Le quatre mains. À quoi ça sert vraiment ? Que coûte et qu’apporte donc ce hobby favori des chefs aux chefs ?
« Ah, ces quatre mains. » Julien Allano recevait au Clair de la Plume la semaine dernière Arnaud Faye, descendu, et c’est assez rare, de son rocher azuréen pour rendre visite à ce « pote de pote ».
Qui ne prend pas la notion d’invité à la légère, l’invitant pour 48 heures et l’emmenant avec lui courir à l’aube entre les lavandes, et récupérant scrupuleusement toutes ses factures. Et le mettant en lumière au fil d’un menu en six services bousculant ses habitudes de mettre le produit et le producteur au cœur.

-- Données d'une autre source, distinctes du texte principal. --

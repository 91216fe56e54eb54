//! High-level service layer.
//!
//! Repository-agnostic operations: each function fetches what it needs
//! through the repository traits, then hands the data to the pure engine.
//!
//! ```text
//! ┌──────────────────────────────────────────────┐
//! │  Application layer (tz-report, HTTP, ...)    │
//! └──────────────────────┬───────────────────────┘
//!                        │
//! ┌──────────────────────▼───────────────────────┐
//! │  Service layer (this module)                 │
//! │  fetch → project → aggregate / compare       │
//! └──────────────────────┬───────────────────────┘
//!                        │
//! ┌──────────────────────▼───────────────────────┐
//! │  Repository traits (TenantLookup,            │
//! │  RawRecordSource, StorageHealth)             │
//! └──────────────────────────────────────────────┘
//! ```
//!
//! # Usage
//!
//! ```no_run
//! use merchant_tz::db::{services, repositories::LocalRepository};
//! use merchant_tz::services::Engine;
//!
//! #[tokio::main]
//! async fn main() -> Result<(), Box<dyn std::error::Error>> {
//!     let repo = LocalRepository::new();
//!     let engine = Engine::default();
//!     let demo = services::timezone_demo(&repo, &engine).await?;
//!     println!("{} timezones", demo.timezones.len());
//!     Ok(())
//! }
//! ```

use chrono::{DateTime, Days, NaiveDate, NaiveTime, Utc};
use log::{info, warn};
use std::collections::BTreeSet;

use super::repository::{FullRepository, HealthStatus, RecordFilter, RepositoryError};
use crate::core::domain::{Tenant, TenantId};
use crate::core::error::EngineError;
use crate::services::aggregation::{
    analyze_date as analyze_projected, AggregationResult, DailyAnalysis, Dimension,
};
use crate::services::compare::{TimezoneComparison, TimezoneDemo};
use crate::services::engine::Engine;
use crate::services::orders::{list_orders as page_orders, OrderPage, OrderQuery};
use crate::services::projection::ProjectedRecord;

/// Result type for service operations
pub type ServiceResult<T> = Result<T, ServiceError>;

/// Errors from the service layer: engine and storage errors pass through
/// unchanged.
#[derive(Debug, thiserror::Error)]
pub enum ServiceError {
    #[error(transparent)]
    Engine(#[from] EngineError),

    #[error(transparent)]
    Repository(#[from] RepositoryError),

    /// The store is reachable but holds no tenants or no records.
    #[error("Storage unhealthy: {tenant_count} tenants, {record_count} records")]
    Unhealthy {
        tenant_count: usize,
        record_count: usize,
    },
}

impl ServiceError {
    /// Stable code for reporting; engine errors keep their own.
    pub fn code(&self) -> &'static str {
        match self {
            Self::Engine(e) => e.code(),
            Self::Repository(RepositoryError::NotFound { .. }) => "NOT_FOUND",
            Self::Repository(_) => "STORAGE_ERROR",
            Self::Unhealthy { .. } => "STORAGE_UNHEALTHY",
        }
    }

    /// Whether the request itself was at fault.
    pub fn is_caller_error(&self) -> bool {
        match self {
            Self::Engine(e) => e.is_caller_error(),
            Self::Repository(RepositoryError::NotFound { .. }) => true,
            _ => false,
        }
    }

    pub fn is_retryable(&self) -> bool {
        match self {
            Self::Engine(e) => e.is_retryable(),
            Self::Repository(e) => e.is_retryable(),
            Self::Unhealthy { .. } => false,
        }
    }
}

// ==================== Health ====================

/// Check the store and fail if either table is empty.
pub async fn health_check<R: FullRepository>(repo: &R) -> ServiceResult<HealthStatus> {
    let status = repo.health_check().await?;
    if !status.healthy {
        warn!(
            "Health check failed: {} tenants, {} records",
            status.tenant_count, status.record_count
        );
        return Err(ServiceError::Unhealthy {
            tenant_count: status.tenant_count,
            record_count: status.record_count,
        });
    }
    Ok(status)
}

// ==================== Tenants ====================

pub async fn list_tenants<R: FullRepository>(repo: &R) -> ServiceResult<Vec<Tenant>> {
    Ok(repo.list_tenants().await?)
}

// ==================== Projection & Aggregation ====================

/// Fetch records matching `filter` with their tenants and project them.
///
/// Records referencing a tenant the store does not know fail the whole call
/// with [`EngineError::UnknownTenant`].
pub async fn project_records<R: FullRepository>(
    repo: &R,
    engine: &Engine,
    filter: &RecordFilter,
) -> ServiceResult<Vec<ProjectedRecord>> {
    let records = repo.fetch_records(filter).await?;
    let ids: Vec<TenantId> = records
        .iter()
        .map(|r| r.tenant_id)
        .collect::<BTreeSet<_>>()
        .into_iter()
        .collect();
    let tenants = repo.fetch_tenants(&ids).await?;
    Ok(engine.project(&records, &tenants)?)
}

/// Project and aggregate records matching `filter` with the engine's options.
pub async fn aggregate_records<R: FullRepository>(
    repo: &R,
    engine: &Engine,
    filter: &RecordFilter,
    dimensions: &[Dimension],
) -> ServiceResult<AggregationResult> {
    let projected = project_records(repo, engine, filter).await?;
    Ok(engine.aggregate(&projected, dimensions))
}

/// Daily report for one local calendar date.
///
/// Fetches the UTC window `[date - 1, date + 2)` so every offset between
/// -24h and +24h is covered, then keeps records whose projected local date
/// is `date`.
pub async fn analyze_date<R: FullRepository>(
    repo: &R,
    engine: &Engine,
    date: NaiveDate,
) -> ServiceResult<DailyAnalysis> {
    let options = engine.aggregation_options();
    let filter = RecordFilter::new()
        .between(day_start(date, -1), day_start(date, 2))
        .anchored_on(options.anchor)
        .with_statuses(options.allowed_statuses.iter().copied());

    let projected = project_records(repo, engine, &filter).await?;
    let analysis = analyze_projected(&projected, date, options, engine.top_n());
    info!(
        "Analysis for {}: {} orders across {} timezones",
        date,
        analysis.total_orders,
        analysis.timezone_stats.len()
    );
    Ok(analysis)
}

fn day_start(date: NaiveDate, offset_days: i64) -> DateTime<Utc> {
    let shifted = if offset_days >= 0 {
        date.checked_add_days(Days::new(offset_days.unsigned_abs()))
    } else {
        date.checked_sub_days(Days::new(offset_days.unsigned_abs()))
    };
    shifted.unwrap_or(date).and_time(NaiveTime::MIN).and_utc()
}

// ==================== Orders ====================

/// Page through projected orders, newest first.
pub async fn list_orders<R: FullRepository>(
    repo: &R,
    engine: &Engine,
    query: &OrderQuery,
) -> ServiceResult<OrderPage> {
    let mut filter = RecordFilter::new();
    if let Some(tz) = query.timezone.as_deref().map(str::trim).filter(|tz| !tz.is_empty()) {
        let zone = engine.registry().resolve(tz)?;
        let tenants = repo.list_tenants().await?;
        filter = filter.for_tenants(
            tenants
                .iter()
                .filter(|t| t.timezone == zone.identifier())
                .map(|t| t.id),
        );
    }

    let projected = project_records(repo, engine, &filter).await?;
    Ok(page_orders(
        projected,
        query,
        engine.order_listing(),
        engine.registry(),
    )?)
}

// ==================== Comparison ====================

/// Compare `instant` across every stored tenant, ordered by id.
pub async fn compare_all<R: FullRepository>(
    repo: &R,
    engine: &Engine,
    instant: DateTime<Utc>,
) -> ServiceResult<TimezoneComparison> {
    let tenants = repo.list_tenants().await?;
    Ok(engine.compare(instant, &tenants)?)
}

/// Compare `instant` across the given tenants, in the given order.
pub async fn compare_tenants<R: FullRepository>(
    repo: &R,
    engine: &Engine,
    instant: DateTime<Utc>,
    ids: &[TenantId],
) -> ServiceResult<TimezoneComparison> {
    let found = repo.fetch_tenants(ids).await?;
    let mut tenants = Vec::with_capacity(ids.len());
    for id in ids {
        match found.get(id) {
            Some(tenant) => tenants.push(tenant.clone()),
            None => {
                return Err(RepositoryError::not_found(format!("Tenant {} not found", id)).into())
            }
        }
    }
    Ok(engine.compare(instant, &tenants)?)
}

/// The timezone demo at the engine's configured instant.
pub async fn timezone_demo<R: FullRepository>(
    repo: &R,
    engine: &Engine,
) -> ServiceResult<TimezoneDemo> {
    let tenants = repo.list_tenants().await?;
    Ok(engine.demo(&tenants)?)
}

Chez Christophe Hay, on avait vu Jacques Marcon passer en salle présenter son fin gras du Mézenc sur un lit de foin, ravi d’apporter un peu de son écosystème qu’il quitte lui aussi rarement. À l’automne dernier, c’est Ippei Uemura et Julien Diaz qui nous avaient fait le coup de l’umami ratatouille.
Le Graal
Conjuguer deux territoires, deux cuisines, le Graal du quatre mains. « Les plus intéressants, c’est quand même ceux où les mecs viennent passer deux jours, tu les balades et on fait tout ensemble ». En 2016, pour les dix ans de son Imaginaire, Romain Pouzadoux a eu l’idée un peu folle, « parce que, même s’il y a des vols low cost pour Brest, ça coûte des ronds que tu ne récupères pas forcément avec les additions », d’organiser dix dîners à quatre mains. « Avec des copains, des gars dont j’aimais bien la cuisine, pour certains seulement à travers ce que je voyais passer sur les réseaux sociaux ». Il y a eu de belles claques, quelques déceptions, une ou deux cuites, « parce qu’il faut bien l’avouer, pour un cuisinier c’est la récré ».
Leçon, c’est cadeau
C’est aussi « un cadeau qu’on fait à nos clients, parce que c’est l’occasion de découvrir la cuisine de quelqu’un chez qui ils n’auront peut-être jamais l’occasion d’aller », souligne Julien Allano, s’amusant d’un pigeon rôti, ragoût de maïs, jus à la cardamome noire, signé Arnaud Faye, miroir d’un de ses plats phare du moment (le pigeon de Monsieur Durand). Et se réjouissant surtout de la leçon reçue par son équipe, « parce que c’est aussi pour eux qu’on le fait ».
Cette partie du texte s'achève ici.